• Prompt: Retype, exactly as they appear below, the lines between the line holding "u32::try_from(self.team_count)" and the line holding "pub fn format(&self)", both ends included.

• Data section:
// Live-draft provider: settings and picks from a third-party draft room.
//
// The Sleeper public API is the shipped implementation. It needs no auth:
//   GET {base}/draft/{draft_id}        -> settings, type, slot_to_roster_id
//   GET {base}/draft/{draft_id}/picks  -> picks made so far, in order

use std::collections::HashMap;
use std::time::Duration;

use async_trait::async_trait;
use draftboard_core::draft::DraftOrder;
use draftboard_core::ScoringFormat;
use serde::Deserialize;
use serde_json::Value;
use thiserror::Error;
use tracing::debug;

#[derive(Debug, Error)]
pub enum LiveError {
    #[error("HTTP error: {0}")]
    Http(#[from] reqwest::Error),

    #[error("malformed live draft response: {0}")]
    Malformed(String),
}

/// League shape reported by the draft room.
#[derive(Debug, Clone, PartialEq)]
pub struct LiveDraftSettings {
    pub team_count: usize,
    pub round_count: u32,
    /// `None` when the room's scoring type is not one the engine values.
    pub format: Option<ScoringFormat>,
    pub order: DraftOrder,
    /// Draft slot (1-based) to platform roster id.
    pub slot_to_roster_id: HashMap<u32, String>,
}

/// One pick as reported by the draft room.
#[derive(Debug, Clone, PartialEq)]
pub struct LivePick {
    pub pick_no: u32,
    pub player_id: String,
    pub roster_id: Option<String>,
    pub draft_slot: Option<u32>,
}

#[async_trait]
pub trait LiveDraftProvider: Send + Sync {
    async fn draft_settings(&self, draft_id: &str) -> Result<LiveDraftSettings, LiveError>;

    /// Every pick made so far, ordered by pick number.
    async fn draft_picks(&self, draft_id: &str) -> Result<Vec<LivePick>, LiveError>;
}

// ---------------------------------------------------------------------------
// Raw Sleeper payloads (private)
// ---------------------------------------------------------------------------

#[derive(Debug, Deserialize)]
struct RawDraft {
    #[serde(rename = "type")]
    draft_type: String,
    settings: RawDraftSettings,
    #[serde(default)]
    metadata: RawDraftMetadata,
    #[serde(default)]
    slot_to_roster_id: Option<HashMap<String, Value>>,
}

#[derive(Debug, Deserialize)]
struct RawDraftSettings {
    teams: usize,
    rounds: u32,
}

#[derive(Debug, Default, Deserialize)]
struct RawDraftMetadata {
    #[serde(default)]
    scoring_type: Option<String>,
}

#[derive(Debug, Deserialize)]
struct RawPick {
    pick_no: u32,
    player_id: Value,
    #[serde(default)]
    roster_id: Value,
    #[serde(default)]
    draft_slot: Option<u32>,
}

/// Render a JSON id (number or string) as a string; `None` for null.
fn id_string(value: &Value) -> Option<String> {
    match value {
        Value::String(s) if !s.is_empty() => Some(s.clone()),
        Value::Number(n) => Some(n.to_string()),
        _ => None,
    }
}

/// Map a room scoring type ("ppr", "half_ppr", "std", "dynasty_ppr", ...)
/// onto an engine format.
pub fn parse_scoring_type(s: &str) -> Option<ScoringFormat> {
    let s = s.to_lowercase();
    if s.contains("half") {
        Some(ScoringFormat::HalfPpr)
    } else if s.contains("ppr") {
        Some(ScoringFormat::Ppr)
    } else if s.contains("std") || s.contains("standard") {
        Some(ScoringFormat::Standard)
    } else {
        None
    }
}

fn parse_settings(raw: RawDraft) -> Result<LiveDraftSettings, LiveError> {
    let order = raw
        .draft_type
        .parse::<DraftOrder>()
        .map_err(LiveError::Malformed)?;
    if raw.settings.teams == 0 || raw.settings.rounds == 0 {
        return Err(LiveError::Malformed(
            "draft settings report zero teams or rounds".into(),
        ));
    }

    let mut slot_to_roster_id = HashMap::new();
    for (slot, roster) in raw.slot_to_roster_id.unwrap_or_default() {
        let Ok(slot) = slot.parse::<u32>() else {
            return Err(LiveError::Malformed(format!("bad draft slot '{}'", slot)));
        };
        if let Some(id) = id_string(&roster) {
            slot_to_roster_id.insert(slot, id);
        }
    }

    Ok(LiveDraftSettings {
        team_count: raw.settings.teams,
        round_count: raw.settings.rounds,
        format: raw.metadata.scoring_type.as_deref().and_then(parse_scoring_type),
        order,
        slot_to_roster_id,
    })
}

fn parse_picks(raw: Vec<RawPick>) -> Vec<LivePick> {
    let mut picks: Vec<LivePick> = raw
        .into_iter()
        .filter_map(|p| {
            Some(LivePick {
                pick_no: p.pick_no,
                player_id: id_string(&p.player_id)?,
                roster_id: id_string(&p.roster_id),
                draft_slot: p.draft_slot,
            })
        })
        .collect();
    picks.sort_by_key(|p| p.pick_no);
    picks
}

// ---------------------------------------------------------------------------
// Sleeper client
// ---------------------------------------------------------------------------

#[derive(Debug, Clone)]
pub struct SleeperClient {
    http: reqwest::Client,
    base_url: String,
}

impl SleeperClient {
    pub fn new(base_url: &str, timeout: Duration) -> Result<Self, LiveError> {
        let http = reqwest::Client::builder().timeout(timeout).build()?;
        Ok(SleeperClient {
            http,
            base_url: base_url.trim_end_matches('/').to_string(),
        })
    }

    async fn get_json<T: for<'de> Deserialize<'de>>(&self, path: &str) -> Result<T, LiveError> {
        let url = format!("{}{}", self.base_url, path);
        debug!("GET {}", url);
        let res = self
            .http
            .get(&url)
            .send()
            .await?
            .error_for_status()?
            .json::<T>()
            .await?;
        Ok(res)
    }
}

#[async_trait]
impl LiveDraftProvider for SleeperClient {
    async fn draft_settings(&self, draft_id: &str) -> Result<LiveDraftSettings, LiveError> {
        let raw: RawDraft = self.get_json(&format!("/draft/{}", draft_id)).await?;
        parse_settings(raw)
    }

    async fn draft_picks(&self, draft_id: &str) -> Result<Vec<LivePick>, LiveError> {
        let raw: Vec<RawPick> = self.get_json(&format!("/draft/{}/picks", draft_id)).await?;
        Ok(parse_picks(raw))
    }
}

// ---------------------------------------------------------------------------
// Tests
// ---------------------------------------------------------------------------
// Draft state: the pool snapshot, the drafted set, and the pick cursor.

use std::sync::Arc;

use serde::{Deserialize, Serialize};
use tracing::debug;

use super::schedule::DraftOrder;
use crate::error::{DraftError, ValuationError};
use crate::player::{PlayerId, PlayerPool, PlayerRecord, Position, ScoringFormat};

/// League shape for one draft.
#[derive(Debug, Clone, Copy, PartialEq, Eq, Serialize, Deserialize)]
pub struct DraftSettings {
    pub format: ScoringFormat,
    pub team_count: usize,
    pub round_count: u32,
    pub order: DraftOrder,
}

impl DraftSettings {
    pub fn total_picks(&self) -> u32 {
        u32::try_from(self.team_count)
            .unwrap_or(u32::MAX)
            .saturating_mul(self.round_count)
    }
}

#[derive(Debug, Clone, Copy, PartialEq, Eq, Serialize, Deserialize)]
#[serde(rename_all = "snake_case")]
pub enum DraftStatus {
    CollectingPicks,
    Complete,
}

/// Mutable state of one draft.
///
/// The pool is shared read-only; the drafted bitset, pick history, and VORP
/// column are owned. Cloning copies only those, so a lookahead branch costs
/// O(players) and never aliases the source state's mutable data.
#[derive(Debug, Clone)]
pub struct DraftState {
    pool: Arc<PlayerPool>,
    pub settings: DraftSettings,
    drafted: Vec<bool>,
    history: Vec<PlayerId>,
    vorp: Vec<f64>,
    /// 1-based number of the next pick to resolve.
    current_pick: u32,
}

impl DraftState {
    /// Start a draft. Fails when the pool has no projected points for the
    /// requested format.
    pub fn new(pool: Arc<PlayerPool>, settings: DraftSettings) -> Result<Self, ValuationError> {
        pool.require_points(settings.format)?;
        let n = pool.len();
        Ok(DraftState {
            pool,
            settings,
            drafted: vec![false; n],
            history: Vec::new(),
            vorp: vec![0.0; n],
            current_pick: 1,
        })
    }

    pub fn pool(&self) -> &PlayerPool {
        &self.pool
    }

    pub fn shared_pool(&self) -> Arc<PlayerPool> {
        Arc::clone(&self.pool)
    }

    pub fn player(&self, id: PlayerId) -> &PlayerRecord {
        self.pool.get(id)
    }

    pub fn format(&self) -> ScoringFormat {
        self.settings.format
    }

    // -----------------------------------------------------------------------
    // Queries
    // -----------------------------------------------------------------------

    /// Undrafted players in pool order.
    pub fn available_players(&self) -> impl Iterator<Item = &PlayerRecord> + '_ {
        self.pool.iter().filter(|p| !self.drafted[p.id.0])
    }

    pub fn available_ids(&self) -> Vec<PlayerId> {
        self.available_players().map(|p| p.id).collect()
    }

    pub fn available_count(&self) -> usize {
        self.pool.len() - self.history.len()
    }

    pub fn is_drafted(&self, id: PlayerId) -> bool {
        self.drafted[id.0]
    }

    pub fn drafted_count(&self) -> usize {
        self.history.len()
    }

    /// Drafted players in the order they were taken.
    pub fn history(&self) -> &[PlayerId] {
        &self.history
    }

    pub fn current_pick(&self) -> u32 {
        self.current_pick
    }

    pub fn total_picks(&self) -> u32 {
        self.settings.total_picks()
    }

    pub fn status(&self) -> DraftStatus {
        if self.available_count() == 0 || self.current_pick > self.total_picks() {
            DraftStatus::Complete
        } else {
            DraftStatus::CollectingPicks
        }
    }

    pub fn is_complete(&self) -> bool {
        self.status() == DraftStatus::Complete
    }

    pub fn vorp(&self, id: PlayerId) -> f64 {
        self.vorp[id.0]
    }

    pub(crate) fn set_vorp(&mut self, id: PlayerId, value: f64) {
        self.vorp[id.0] = value;
    }

    /// Points for `id` in the draft's scoring format.
    pub fn points(&self, id: PlayerId) -> f64 {
        self.pool.get(id).points(self.settings.format)
    }

    pub fn adp(&self, id: PlayerId) -> Option<f64> {
        self.pool.get(id).adp(self.settings.format)
    }

    // -----------------------------------------------------------------------
    // Mutation
    // -----------------------------------------------------------------------

    /// Draft a player by display name or normalized identity.
    ///
    /// On success the player is marked drafted, the pick cursor advances by
    /// one, and the player's position is returned. Any failure leaves the
    /// state untouched.
    pub fn draft_player(&mut self, name: &str) -> Result<Position, DraftError> {
        if self.is_complete() {
            return Err(DraftError::DraftComplete);
        }
        let id = self.pool.find(name).ok_or_else(|| DraftError::NotFound {
            name: name.to_string(),
        })?;
        self.draft_id(id)
    }

    /// Draft a player already resolved to a pool id.
    pub fn draft_id(&mut self, id: PlayerId) -> Result<Position, DraftError> {
        if self.is_complete() {
            return Err(DraftError::DraftComplete);
        }
        let player = self.pool.get(id);
        if self.drafted[id.0] {
            return Err(DraftError::AlreadyDrafted {
                name: player.display_name.clone(),
            });
        }
        let position = player.position;
        debug!(
            "pick {}: {} ({})",
            self.current_pick, player.display_name, position
        );

        self.drafted[id.0] = true;
        self.history.push(id);
        self.vorp[id.0] = 0.0;
        self.current_pick += 1;
        Ok(position)
    }

    /// Move the pick cursor to an externally reported position. The cursor
    /// never moves backwards.
    pub fn sync_current_pick(&mut self, pick: u32) {
        if pick > self.current_pick {
            self.current_pick = pick;
        }
    }
}

// ---------------------------------------------------------------------------
// Tests
// ---------------------------------------------------------------------------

• Answer for this exercise:
        u32::try_from(self.team_count)
            .unwrap_or(u32::MAX)
            .saturating_mul(self.round_count)
    }
}

#[derive(Debug, Clone, Copy, PartialEq, Eq, Serialize, Deserialize)]
#[serde(rename_all = "snake_case")]
pub enum DraftStatus {
    CollectingPicks,
    Complete,
}

/// Mutable state of one draft.
///
/// The pool is shared read-only; the drafted bitset, pick history, and VORP
/// column are owned. Cloning copies only those, so a lookahead branch costs
/// O(players) and never aliases the source state's mutable data.
#[derive(Debug, Clone)]
pub struct DraftState {
    pool: Arc<PlayerPool>,
    pub settings: DraftSettings,
    drafted: Vec<bool>,
    history: Vec<PlayerId>,
    vorp: Vec<f64>,
    /// 1-based number of the next pick to resolve.
    current_pick: u32,
}

impl DraftState {
    /// Start a draft. Fails when the pool has no projected points for the
    /// requested format.
    pub fn new(pool: Arc<PlayerPool>, settings: DraftSettings) -> Result<Self, ValuationError> {
        pool.require_points(settings.format)?;
        let n = pool.len();
        Ok(DraftState {
            pool,
            settings,
            drafted: vec![false; n],
            history: Vec::new(),
            vorp: vec![0.0; n],
            current_pick: 1,
        })
    }

    pub fn pool(&self) -> &PlayerPool {
        &self.pool
    }

    pub fn shared_pool(&self) -> Arc<PlayerPool> {
        Arc::clone(&self.pool)
    }

    pub fn player(&self, id: PlayerId) -> &PlayerRecord {
        self.pool.get(id)
    }

    pub fn format(&self) -> ScoringFormat {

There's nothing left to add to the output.